▶ [WHAT TO DO] Keep only the lines of the data below that contain "ClientConfig", and copy them.

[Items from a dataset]

◇ ◇ ◇ ◇ ◇ ◇ ◇

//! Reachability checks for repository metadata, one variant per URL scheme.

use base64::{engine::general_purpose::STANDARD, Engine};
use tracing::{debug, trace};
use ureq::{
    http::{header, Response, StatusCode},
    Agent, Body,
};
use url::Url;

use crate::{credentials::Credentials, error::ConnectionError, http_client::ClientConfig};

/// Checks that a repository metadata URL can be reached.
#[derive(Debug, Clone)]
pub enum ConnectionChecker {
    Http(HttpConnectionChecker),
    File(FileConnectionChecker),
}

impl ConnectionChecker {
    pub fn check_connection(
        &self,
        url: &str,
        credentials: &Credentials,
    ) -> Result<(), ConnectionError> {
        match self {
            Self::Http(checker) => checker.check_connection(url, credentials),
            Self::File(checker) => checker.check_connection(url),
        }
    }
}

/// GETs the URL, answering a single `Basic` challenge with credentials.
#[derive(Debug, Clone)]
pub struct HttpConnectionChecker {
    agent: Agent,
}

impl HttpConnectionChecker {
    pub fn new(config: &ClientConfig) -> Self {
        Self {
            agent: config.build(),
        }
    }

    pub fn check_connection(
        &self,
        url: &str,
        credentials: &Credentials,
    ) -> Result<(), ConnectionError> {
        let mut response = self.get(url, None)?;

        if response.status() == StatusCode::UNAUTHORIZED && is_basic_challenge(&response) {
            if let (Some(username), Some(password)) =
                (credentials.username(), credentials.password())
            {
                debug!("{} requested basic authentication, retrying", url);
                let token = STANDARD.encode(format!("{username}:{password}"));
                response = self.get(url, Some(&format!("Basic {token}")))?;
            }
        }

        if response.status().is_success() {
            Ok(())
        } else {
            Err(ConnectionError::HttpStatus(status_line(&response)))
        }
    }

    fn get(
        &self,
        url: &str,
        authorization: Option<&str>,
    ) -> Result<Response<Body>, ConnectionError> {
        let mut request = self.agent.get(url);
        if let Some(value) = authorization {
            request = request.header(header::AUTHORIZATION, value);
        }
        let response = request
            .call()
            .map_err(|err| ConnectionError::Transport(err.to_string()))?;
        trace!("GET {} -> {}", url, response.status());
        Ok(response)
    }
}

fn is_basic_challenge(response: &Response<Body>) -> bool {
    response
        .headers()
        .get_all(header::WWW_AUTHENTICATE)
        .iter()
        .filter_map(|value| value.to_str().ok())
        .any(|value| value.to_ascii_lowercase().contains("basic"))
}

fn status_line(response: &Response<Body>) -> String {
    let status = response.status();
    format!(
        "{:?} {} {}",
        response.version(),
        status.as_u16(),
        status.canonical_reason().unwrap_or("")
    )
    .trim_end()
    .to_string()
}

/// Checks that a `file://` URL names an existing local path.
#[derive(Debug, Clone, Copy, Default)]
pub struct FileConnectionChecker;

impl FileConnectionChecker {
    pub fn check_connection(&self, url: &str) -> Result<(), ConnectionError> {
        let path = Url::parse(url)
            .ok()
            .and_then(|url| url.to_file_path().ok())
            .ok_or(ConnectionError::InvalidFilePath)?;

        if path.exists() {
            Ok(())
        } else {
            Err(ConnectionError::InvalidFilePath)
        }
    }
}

◇ ◇ ◇ ◇ ◇ ◇ ◇

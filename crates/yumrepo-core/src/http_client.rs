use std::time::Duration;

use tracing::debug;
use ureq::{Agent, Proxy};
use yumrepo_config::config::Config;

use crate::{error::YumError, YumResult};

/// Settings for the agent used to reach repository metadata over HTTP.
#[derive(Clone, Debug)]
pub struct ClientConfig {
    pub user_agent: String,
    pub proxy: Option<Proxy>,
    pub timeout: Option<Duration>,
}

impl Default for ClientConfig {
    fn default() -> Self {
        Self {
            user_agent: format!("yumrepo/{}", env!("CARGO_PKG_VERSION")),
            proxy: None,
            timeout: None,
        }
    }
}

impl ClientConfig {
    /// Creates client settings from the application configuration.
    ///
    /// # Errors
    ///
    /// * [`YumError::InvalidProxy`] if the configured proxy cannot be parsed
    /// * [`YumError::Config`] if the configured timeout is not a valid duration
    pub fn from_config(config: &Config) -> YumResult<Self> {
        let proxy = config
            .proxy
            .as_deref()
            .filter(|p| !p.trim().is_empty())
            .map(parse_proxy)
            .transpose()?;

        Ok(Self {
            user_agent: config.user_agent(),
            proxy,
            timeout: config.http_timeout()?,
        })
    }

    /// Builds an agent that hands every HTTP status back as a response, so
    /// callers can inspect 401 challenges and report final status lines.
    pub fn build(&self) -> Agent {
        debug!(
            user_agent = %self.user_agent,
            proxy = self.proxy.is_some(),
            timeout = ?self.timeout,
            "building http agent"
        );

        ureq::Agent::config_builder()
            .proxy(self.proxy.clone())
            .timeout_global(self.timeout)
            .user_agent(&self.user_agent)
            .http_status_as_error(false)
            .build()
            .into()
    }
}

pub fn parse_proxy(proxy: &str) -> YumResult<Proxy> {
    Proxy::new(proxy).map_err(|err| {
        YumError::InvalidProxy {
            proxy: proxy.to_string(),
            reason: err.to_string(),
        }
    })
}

◇ ◇ ◇ ◇ ◇ ◇ ◇

▶ [EXPECTED ANSWER]
use crate::{credentials::Credentials, error::ConnectionError, http_client::ClientConfig};
    pub fn new(config: &ClientConfig) -> Self {
pub struct ClientConfig {
impl Default for ClientConfig {
impl ClientConfig {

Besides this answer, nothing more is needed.